//! Per-provider circuit breakers
//!
//! Tracks provider health from request outcomes and blocks traffic to
//! providers that are consistently failing, allowing them time to
//! recover before traffic resumes.

mod breaker;
mod classify;

pub use breaker::{BreakerState, CircuitBreakerTable};
pub use classify::is_failure_status;
//! Logging initialization

use relay_config::{LogFormat, LoggingConfig};
use tracing_subscriber::EnvFilter;

/// Initialize the global tracing subscriber
///
/// `RUST_LOG` wins over the configured level so operators can raise
/// verbosity without touching the config file.
///
/// # Errors
///
/// Returns an error when a subscriber is already installed.
pub fn init_logging(config: &LoggingConfig) -> anyhow::Result<()> {
    let filter = EnvFilter::try_from_default_env()
        .unwrap_or_else(|_| EnvFilter::new(config.level.clone()));

    match config.format {
        LogFormat::Pretty => {
            tracing_subscriber::fmt()
                .with_env_filter(filter)
                .try_init()
                .map_err(|e| anyhow::anyhow!("failed to init logging: {e}"))?;
        }
        LogFormat::Json => {
            tracing_subscriber::fmt()
                .json()
                .with_env_filter(filter)
                .try_init()
                .map_err(|e| anyhow::anyhow!("failed to init logging: {e}"))?;
        }
    }

    Ok(())
}
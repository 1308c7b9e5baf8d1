//! Mock Anthropic-dialect backend for integration tests
//!
//! Serves canned Messages API responses (JSON or SSE) and captures
//! the last request for assertions.

use std::net::SocketAddr;
use std::sync::Arc;
use std::sync::Mutex;
use std::sync::atomic::{AtomicU32, Ordering};

use axum::extract::State;
use axum::http::{HeaderMap, StatusCode, Uri};
use axum::response::IntoResponse;
use axum::{Router, routing};
use bytes::Bytes;
use tokio_util::sync::CancellationToken;

/// One captured upstream request
#[derive(Debug, Clone)]
pub struct CapturedRequest {
    pub path: String,
    pub headers: Vec<(String, String)>,
    pub body: serde_json::Value,
}

impl CapturedRequest {
    /// Look up a captured header by name (case-insensitive)
    pub fn header(&self, name: &str) -> Option<&str> {
        self.headers
            .iter()
            .find(|(n, _)| n.eq_ignore_ascii_case(name))
            .map(|(_, v)| v.as_str())
    }
}

struct MockState {
    requests: AtomicU32,
    /// Remaining responses to fail, and the status to fail with
    fail_remaining: AtomicU32,
    fail_status: u16,
    /// Attach a `retry-after` header to failure responses
    retry_after: Option<u64>,
    /// Emit a thinking block (with signature) in streamed responses
    thinking_signature: Option<String>,
    last: Mutex<Option<CapturedRequest>>,
}

/// A mock provider speaking the Anthropic Messages dialect
pub struct MockProvider {
    addr: SocketAddr,
    shutdown: CancellationToken,
    state: Arc<MockState>,
}

impl MockProvider {
    /// Start a mock that always succeeds
    pub async fn start() -> anyhow::Result<Self> {
        Self::start_inner(0, 500, None, None).await
    }

    /// Start a mock that fails the first `n` requests with `status`
    pub async fn start_failing(n: u32, status: u16) -> anyhow::Result<Self> {
        Self::start_inner(n, status, None, None).await
    }

    /// Start a mock that rate limits the first `n` requests
    pub async fn start_rate_limited(n: u32, retry_after: u64) -> anyhow::Result<Self> {
        Self::start_inner(n, 429, Some(retry_after), None).await
    }

    /// Start a mock whose streamed responses carry a thinking block
    /// signed with `signature`
    pub async fn start_with_thinking(signature: &str) -> anyhow::Result<Self> {
        Self::start_inner(0, 500, None, Some(signature.to_owned())).await
    }

    async fn start_inner(
        fail_remaining: u32,
        fail_status: u16,
        retry_after: Option<u64>,
        thinking_signature: Option<String>,
    ) -> anyhow::Result<Self> {
        let state = Arc::new(MockState {
            requests: AtomicU32::new(0),
            fail_remaining: AtomicU32::new(fail_remaining),
            fail_status,
            retry_after,
            thinking_signature,
            last: Mutex::new(None),
        });

        let app = Router::new()
            .route("/v1/messages", routing::post(handle_messages))
            .route("/anthropic/v1/messages", routing::post(handle_messages))
            .with_state(Arc::clone(&state));

        let listener = tokio::net::TcpListener::bind("127.0.0.1:0").await?;
        let addr = listener.local_addr()?;
        let shutdown = CancellationToken::new();
        let shutdown_clone = shutdown.clone();

        tokio::spawn(async move {
            axum::serve(listener, app)
                .with_graceful_shutdown(async move {
                    shutdown_clone.cancelled().await;
                })
                .await
                .ok();
        });

        Ok(Self {
            addr,
            shutdown,
            state,
        })
    }

    /// Base URL for configuring the mock as a provider
    pub fn base_url(&self) -> String {
        format!("http://{}", self.addr)
    }

    /// Total requests received
    pub fn request_count(&self) -> u32 {
        self.state.requests.load(Ordering::Relaxed)
    }

    /// The most recent captured request
    pub fn last_request(&self) -> Option<CapturedRequest> {
        self.state.last.lock().unwrap().clone()
    }
}

impl Drop for MockProvider {
    fn drop(&mut self) {
        self.shutdown.cancel();
    }
}

async fn handle_messages(
    State(state): State<Arc<MockState>>,
    uri: Uri,
    headers: HeaderMap,
    body: Bytes,
) -> axum::response::Response {
    state.requests.fetch_add(1, Ordering::Relaxed);

    let parsed: serde_json::Value = serde_json::from_slice(&body).unwrap_or_default();
    *state.last.lock().unwrap() = Some(CapturedRequest {
        path: uri.path().to_owned(),
        headers: headers
            .iter()
            .map(|(n, v)| (n.to_string(), v.to_str().unwrap_or_default().to_owned()))
            .collect(),
        body: parsed.clone(),
    });

    // Scripted failures first
    let remaining = state.fail_remaining.load(Ordering::Relaxed);
    if remaining > 0 {
        state.fail_remaining.fetch_sub(1, Ordering::Relaxed);
        let error_type = if state.fail_status == 429 {
            "rate_limit_error"
        } else {
            "api_error"
        };
        let body = serde_json::json!({
            "type": "error",
            "error": {"type": error_type, "message": "mock scripted failure"},
        });

        let mut response = (
            StatusCode::from_u16(state.fail_status).unwrap_or(StatusCode::INTERNAL_SERVER_ERROR),
            axum::Json(body),
        )
            .into_response();
        if let Some(secs) = state.retry_after {
            response
                .headers_mut()
                .insert("retry-after", secs.to_string().parse().unwrap());
        }
        return response;
    }

    let model = parsed
        .get("model")
        .and_then(serde_json::Value::as_str)
        .unwrap_or("unknown")
        .to_owned();
    let streaming = parsed
        .get("stream")
        .and_then(serde_json::Value::as_bool)
        .unwrap_or(false);

    if streaming {
        return sse_response(&model, state.thinking_signature.as_deref());
    }

    axum::Json(serde_json::json!({
        "id": "msg_mock_01",
        "type": "message",
        "role": "assistant",
        "model": model,
        "content": [{"type": "text", "text": "Hello from the mock provider"}],
        "stop_reason": "end_turn",
        "usage": {"input_tokens": 10, "output_tokens": 5},
    }))
    .into_response()
}

/// Canned Anthropic SSE body
fn sse_response(model: &str, thinking_signature: Option<&str>) -> axum::response::Response {
    let mut body = String::new();
    let mut push = |event: &str, data: serde_json::Value| {
        body.push_str(&format!("event: {event}\ndata: {data}\n\n"));
    };

    push(
        "message_start",
        serde_json::json!({
            "type": "message_start",
            "message": {
                "id": "msg_mock_stream", "type": "message", "role": "assistant",
                "model": model, "content": [],
                "usage": {"input_tokens": 10, "output_tokens": 0},
            },
        }),
    );

    let mut index = 0;
    if let Some(signature) = thinking_signature {
        push(
            "content_block_start",
            serde_json::json!({
                "type": "content_block_start", "index": index,
                "content_block": {"type": "thinking", "thinking": ""},
            }),
        );
        push(
            "content_block_delta",
            serde_json::json!({
                "type": "content_block_delta", "index": index,
                "delta": {"type": "thinking_delta", "thinking": "pondering deeply"},
            }),
        );
        push(
            "content_block_delta",
            serde_json::json!({
                "type": "content_block_delta", "index": index,
                "delta": {"type": "signature_delta", "signature": signature},
            }),
        );
        push(
            "content_block_stop",
            serde_json::json!({"type": "content_block_stop", "index": index}),
        );
        index += 1;
    }

    push(
        "content_block_start",
        serde_json::json!({
            "type": "content_block_start", "index": index,
            "content_block": {"type": "text", "text": ""},
        }),
    );
    push(
        "content_block_delta",
        serde_json::json!({
            "type": "content_block_delta", "index": index,
            "delta": {"type": "text_delta", "text": "Hello"},
        }),
    );
    push(
        "content_block_stop",
        serde_json::json!({"type": "content_block_stop", "index": index}),
    );
    push(
        "message_delta",
        serde_json::json!({
            "type": "message_delta",
            "delta": {"stop_reason": "end_turn"},
            "usage": {"output_tokens": 7},
        }),
    );
    push("message_stop", serde_json::json!({"type": "message_stop"}));

    (
        StatusCode::OK,
        [(axum::http::header::CONTENT_TYPE, "text/event-stream")],
        body,
    )
        .into_response()
}
//! Provider dialect adapters
//!
//! One adapter per backend kind rewrites the inbound Anthropic request
//! (body, URL, headers, credentials) into the provider's dialect, and
//! describes how the provider streams responses back.

mod adapter;
mod anthropic;
mod azure;
mod bedrock;
mod eventstream;
mod error;
mod ollama;
mod probe;
mod sse;
mod types;
mod vertex;
mod zai;

pub use adapter::Adapter;
pub use error::UpstreamError;
pub use eventstream::{EventStreamToSse, map_event_name};
pub use probe::{ProbeKind, probe_body};
pub use sse::SseEvent;
pub use types::{OutboundRequest, TransformInput, map_model_in_body};
//! HTTP server assembly for the relay
//!
//! Routes, middleware, the background health checker, and graceful
//! shutdown. The client-facing contract is the Anthropic Messages API
//! plus small read-only listing endpoints.

mod auth;
mod checker;
mod debug;
mod error;
mod health;
mod logging;
mod messages;
mod models;
mod providers;
mod state;
mod stream;

use std::net::SocketAddr;

use axum::{Router, routing};
use relay_config::Config;
use tokio_util::sync::CancellationToken;
use tower::limit::ConcurrencyLimitLayer;
use tower_http::trace::TraceLayer;

pub use logging::init_logging;
pub use state::RelayState;

/// Spawn the background health checker outside of `Server::serve`
///
/// Lets embedding harnesses run probes against a router they serve
/// themselves.
pub fn spawn_health_checker(
    state: RelayState,
    shutdown: CancellationToken,
) -> tokio::task::JoinHandle<()> {
    checker::spawn(state, shutdown)
}

/// Build the relay's route table over shared state
pub fn relay_router(state: RelayState) -> Router {
    Router::new()
        .route("/v1/messages", routing::post(messages::messages_handler))
        .route("/v1/models", routing::get(models::models_handler))
        .route("/v1/providers", routing::get(providers::providers_handler))
        .route("/health", routing::get(health::health_handler))
        .with_state(state)
}

/// Assembled server with routes and middleware
pub struct Server {
    router: Router,
    state: RelayState,
    listen_address: SocketAddr,
    health_check_enabled: bool,
}

impl Server {
    /// Build the server from configuration
    ///
    /// # Errors
    ///
    /// Returns an error if provider initialization fails.
    pub async fn new(config: Config) -> anyhow::Result<Self> {
        let listen_address = config
            .server
            .listen_address
            .unwrap_or_else(|| SocketAddr::from(([0, 0, 0, 0], 8787)));
        let max_concurrent = config.server.max_concurrent.max(1);
        let health_check_enabled = config.health.health_check.enabled;

        let state = RelayState::from_config(config).await?;

        let router = relay_router(state.clone())
            .layer(TraceLayer::new_for_http())
            .layer(ConcurrencyLimitLayer::new(max_concurrent));

        Ok(Self {
            router,
            state,
            listen_address,
            health_check_enabled,
        })
    }

    /// Get the configured listen address
    #[must_use]
    pub const fn listen_address(&self) -> SocketAddr {
        self.listen_address
    }

    /// Consume the server and return the inner router
    ///
    /// Useful for testing when the caller manages the listener.
    pub fn into_router(self) -> Router {
        self.router
    }

    /// Start serving requests
    ///
    /// Blocks until the cancellation token is triggered. The health
    /// checker runs alongside and stops with the same token.
    ///
    /// # Errors
    ///
    /// Returns an error if binding the TCP listener or serving fails
    pub async fn serve(self, shutdown: CancellationToken) -> anyhow::Result<()> {
        let listener = tokio::net::TcpListener::bind(self.listen_address).await?;
        let local_addr = listener.local_addr()?;
        tracing::info!(%local_addr, "relay listening");

        let checker = self
            .health_check_enabled
            .then(|| checker::spawn(self.state.clone(), shutdown.clone()));

        axum::serve(listener, self.router)
            .with_graceful_shutdown(async move {
                shutdown.cancelled().await;
                tracing::info!("graceful shutdown initiated");
            })
            .await?;

        if let Some(checker) = checker {
            checker.await.ok();
        }

        Ok(())
    }
}
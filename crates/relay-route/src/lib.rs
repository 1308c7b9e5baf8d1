//! Provider selection: pluggable routing strategies over the healthy
//! candidate set, plus model-name-based candidate narrowing

mod error;
mod filter;
mod strategy;

pub use error::RouteError;
pub use filter::ModelFilter;
pub use strategy::{Candidate, Strategy};
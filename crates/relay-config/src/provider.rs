use indexmap::IndexMap;
use secrecy::SecretString;
use serde::Deserialize;
use url::Url;

/// Declaration of a single backend provider
///
/// Declaration order in the `providers` array is the insertion order
/// used for routing tie-breaks.
#[derive(Debug, Deserialize)]
#[serde(deny_unknown_fields)]
pub struct ProviderConfig {
    /// Unique provider name
    pub name: String,
    /// Backend dialect
    #[serde(rename = "type")]
    pub kind: ProviderKind,
    /// Whether this provider participates in routing
    #[serde(default = "default_enabled")]
    pub enabled: bool,
    /// Base URL override (anthropic, zai, ollama; cloud providers derive
    /// their endpoints from the fields below)
    #[serde(default)]
    pub base_url: Option<Url>,
    /// Models advertised by `GET /v1/models`
    #[serde(default)]
    pub models: Vec<String>,
    /// Client model name to upstream model name rewrites
    #[serde(default)]
    pub model_mapping: IndexMap<String, String>,
    /// Credential set for the key pool
    #[serde(default)]
    pub keys: Vec<KeyConfig>,
    /// Single-credential fallback when `keys` is empty
    #[serde(default)]
    pub api_key: Option<SecretString>,
    /// Key pool selection policy
    #[serde(default)]
    pub pooling: PoolingConfig,
    /// Relative weight for weighted routing
    #[serde(default = "default_weight")]
    pub weight: u32,
    /// Priority for failover ordering (lower is tried first)
    #[serde(default)]
    pub priority: i32,

    // -- Cloud-only fields --
    /// AWS region (bedrock)
    #[serde(default)]
    pub aws_region: Option<String>,
    /// GCP project id (vertex)
    #[serde(default)]
    pub gcp_project_id: Option<String>,
    /// GCP region (vertex)
    #[serde(default)]
    pub gcp_region: Option<String>,
    /// Azure AI Foundry resource name (azure)
    #[serde(default)]
    pub azure_resource_name: Option<String>,
    /// Azure `api-version` query value (azure)
    #[serde(default)]
    pub azure_api_version: Option<String>,
    /// Azure credential mode (azure)
    #[serde(default)]
    pub azure_auth_method: AzureAuthMethod,
}

const fn default_enabled() -> bool {
    true
}

const fn default_weight() -> u32 {
    1
}

/// Supported backend dialects
#[derive(Debug, Clone, Copy, PartialEq, Eq, Deserialize)]
#[serde(rename_all = "snake_case")]
pub enum ProviderKind {
    /// Anthropic Messages API, direct
    Anthropic,
    /// Z.AI Anthropic-compatible endpoint
    Zai,
    /// Ollama's Anthropic-compatible endpoint
    Ollama,
    /// AWS Bedrock `invoke-with-response-stream`
    Bedrock,
    /// Azure AI Foundry Anthropic endpoint
    Azure,
    /// Google Vertex AI `rawPredict` / `streamRawPredict`
    Vertex,
}

impl ProviderKind {
    /// Lowercase wire name, used in logs and `/v1/providers`
    pub const fn as_str(self) -> &'static str {
        match self {
            Self::Anthropic => "anthropic",
            Self::Zai => "zai",
            Self::Ollama => "ollama",
            Self::Bedrock => "bedrock",
            Self::Azure => "azure",
            Self::Vertex => "vertex",
        }
    }
}

/// Azure credential mode
#[derive(Debug, Clone, Copy, PartialEq, Eq, Default, Deserialize)]
#[serde(rename_all = "snake_case")]
pub enum AzureAuthMethod {
    /// Send the credential as `x-api-key`
    #[default]
    ApiKey,
    /// Send the credential as `Authorization: Bearer` (Entra ID token)
    Entra,
}

/// One credential in a provider's key pool
#[derive(Debug, Deserialize)]
#[serde(deny_unknown_fields)]
pub struct KeyConfig {
    /// The credential itself
    pub key: SecretString,
    /// Requests-per-minute budget
    #[serde(default)]
    pub rpm_limit: Option<u32>,
    /// Input-tokens-per-minute budget
    #[serde(default)]
    pub itpm_limit: Option<u32>,
    /// Output-tokens-per-minute budget
    #[serde(default)]
    pub otpm_limit: Option<u32>,
    /// Selection priority (higher wins ties)
    #[serde(default)]
    pub priority: i32,
    /// Relative weight for the weighted pool strategy
    #[serde(default = "default_weight")]
    pub weight: u32,
}

/// Key pool selection policy
#[derive(Debug, Clone, Copy, Default, Deserialize)]
#[serde(deny_unknown_fields)]
pub struct PoolingConfig {
    /// Selection strategy over the provider's credentials
    #[serde(default)]
    pub strategy: PoolStrategy,
}

/// Key pool selection strategies
#[derive(Debug, Clone, Copy, PartialEq, Eq, Default, Deserialize)]
#[serde(rename_all = "snake_case")]
pub enum PoolStrategy {
    /// Credential with the most remaining capacity
    #[default]
    LeastLoaded,
    /// Rotate over non-exhausted credentials
    RoundRobin,
    /// Uniform random over non-exhausted credentials
    Random,
    /// Smooth weighted rotation by credential weight
    Weighted,
}
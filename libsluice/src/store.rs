use crate::channel::Channel;
use crate::objective::{Objective, ObjectiveId};
use crate::types::Destination;

/// Persistence consumed by the engine. Entities are addressed by their
/// deterministic id and serialized independently; errors are opaque to this
/// crate.
///
/// The store also enforces channel ownership: an objective must never be
/// approved while another approved objective owns the same channel.
pub trait Store {
    fn get_objective_by_id(&self, id: &ObjectiveId) -> Result<Option<Objective>, anyhow::Error>;
    fn set_objective(&mut self, objective: &Objective) -> Result<(), anyhow::Error>;
    /// Removes a terminal objective and releases its channel ownership.
    fn destroy_objective(&mut self, id: &ObjectiveId) -> Result<(), anyhow::Error>;

    fn get_channel_by_id(&self, id: Destination) -> Result<Option<Channel>, anyhow::Error>;
    fn set_channel(&mut self, channel: &Channel) -> Result<(), anyhow::Error>;
    fn destroy_channel(&mut self, id: Destination) -> Result<(), anyhow::Error>;

    /// The confirmed-block watermark chain observation resumes from after a
    /// restart.
    fn get_last_block_num_seen(&self) -> Result<u64, anyhow::Error>;
    fn set_last_block_num_seen(&mut self, block_num: u64) -> Result<(), anyhow::Error>;

    fn release_channel_from_ownership(&mut self, id: Destination) -> Result<(), anyhow::Error>;
}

============

__Work instruction__.
When copying the data above, please keep exactly the lines from its first line through the line with "use tracing_subscriber::EnvFilter;", both ends included, and drop the rest.

__Solution to the exercise__.
//! Per-provider circuit breakers
//!
//! Tracks provider health from request outcomes and blocks traffic to
//! providers that are consistently failing, allowing them time to
//! recover before traffic resumes.

mod breaker;
mod classify;

pub use breaker::{BreakerState, CircuitBreakerTable};
pub use classify::is_failure_status;
//! Logging initialization

use relay_config::{LogFormat, LoggingConfig};
use tracing_subscriber::EnvFilter;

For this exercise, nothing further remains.